Figure 15 The schematic diagram of photocuring reaction of
fluorosilicone coatings.[68]
About reactive diluents, there are some drawbacks of petroleum-based
reactive diluents such as non-renewable feedstock, environmental
pollution, skin irritation and poor adhesion in practical
application.[75-76] Therefore, it is a great trend
in field of photopolymerization to develop more environmentally friendly
and healthy bio-based reactive diluents to substitute petroleum-based
one. Yang et al.[77] synthesized a polyfunctional
and renewable reactive diluent tung oil-based methacrylate (TDMM) by
amidation, thiol-ene click reaction and esterification, TDMM and
acrylated epoxidized soybean oil (AESO) at different proportions to
formulate a “green + green” UV-LED curable systems with high
bio-content, the chemical structures of AESO and PIs, synthesis route of
TDMM are exhibited in Figure 16 and Figure 17, respectively. TDMM/AESO
systems show higher Tg but lower thermal stability, better
modulus and tensile strength than neat AESO. In addition, the UV-LED
cured coatings exhibited excellent physical and chemical properties. In
a word, TDMM shows to be an effective reactive diluent, and considered
to have good potential in the UV-LED curable coatings.

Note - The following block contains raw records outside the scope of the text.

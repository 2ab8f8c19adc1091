//! Port traits implemented by infrastructure crates.
//!
//! The engine depends only on these traits; concrete providers and task
//! stores are injected by the composition root.

use async_trait::async_trait;

use crate::{Completion, CompletionRequest, HiveError, ProviderName, Task, TaskError, TaskFilter, TaskId};

/// A remote LLM provider.
#[async_trait]
pub trait LlmProvider: Send + Sync {
    /// Provider label used in errors and logs.
    fn name(&self) -> &ProviderName;

    /// Performs one chat completion. Implementations must not retry; retry,
    /// caching and cost accounting are layered on by the engine.
    async fn complete(&self, request: &CompletionRequest) -> Result<Completion, HiveError>;
}

/// Mutation applied to a stored task while the store holds its lock.
pub type TaskMutation = Box<dyn FnOnce(&mut Task) -> Result<(), TaskError> + Send>;

/// Check run against a stored task, under the store lock, before removal.
pub type TaskGuard = Box<dyn FnOnce(&Task) -> Result<(), TaskError> + Send>;

/// Backing storage for one task pool.
///
/// `modify` and `remove` must be atomic with respect to every other call on
/// the same store: the mutation or guard observes the current task and its
/// outcome is committed (or discarded) before any other caller can read or
/// modify that task. This is what makes claim a compare-and-set.
#[async_trait]
pub trait TaskStore: Send + Sync {
    /// Stores a new task. Fails if the id already exists.
    async fn insert(&self, task: Task) -> Result<(), TaskError>;

    /// Returns the task, or `None` if unknown.
    async fn get(&self, id: TaskId) -> Result<Option<Task>, TaskError>;

    /// Returns every task matching `filter`, in no particular order.
    async fn list(&self, filter: &TaskFilter) -> Result<Vec<Task>, TaskError>;

    /// Applies `mutation` atomically and returns the updated task.
    ///
    /// Returns [`TaskError::NotFound`] for unknown ids. If the mutation fails
    /// the stored task is left unchanged.
    async fn modify(&self, id: TaskId, mutation: TaskMutation) -> Result<Task, TaskError>;

    /// Removes the task if `guard` accepts it, returning the removed task.
    async fn remove(&self, id: TaskId, guard: TaskGuard) -> Result<Task, TaskError>;
}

Figure 16 Chemical structures of AESO and PIs.[77]
Figure 17 Synthesis route of tung-oil-based acrylate
(TDMM).[77]
As plant phenols from natural origin, cardanol and eugenol are
considered renewable raw material for alternatives to fossil
feedstock,[78] and have attracted a lot of
attention because their structural versatility, such as C=C bonds,
hydroxyl groups, and benzene rings in their structure. Feng et
al.[70] synthesized two allyl monomers (F-CA and
F-EU) by cardanol and eugenol underwent esterification reaction with
tetrafluoroterephthalic acid, next, a series of biobased polymer
networks were obtained via photoclick thiol–ene reaction and thermal
treatment between allyl monomers and thiols, the schematic diagram of
the preparation of the cardanol-based and eugenol-based thiol−ene
polymer networks is displayed in Figure 18. All the polymer networks
exhibited high thermal stability (up to 283 °C), excellent solvent
resistance and gel content of over 91.36%. Furthermore, the biobased
polymer networks displayed a good degradability in alkaline solution on
account of the presence of ester bonds and electron-deficient aromatic
ring system. The multifunctional biobased thiol–ene polymer networks
may have practical applications in many areas such as coating,
composites, adhesives, etc.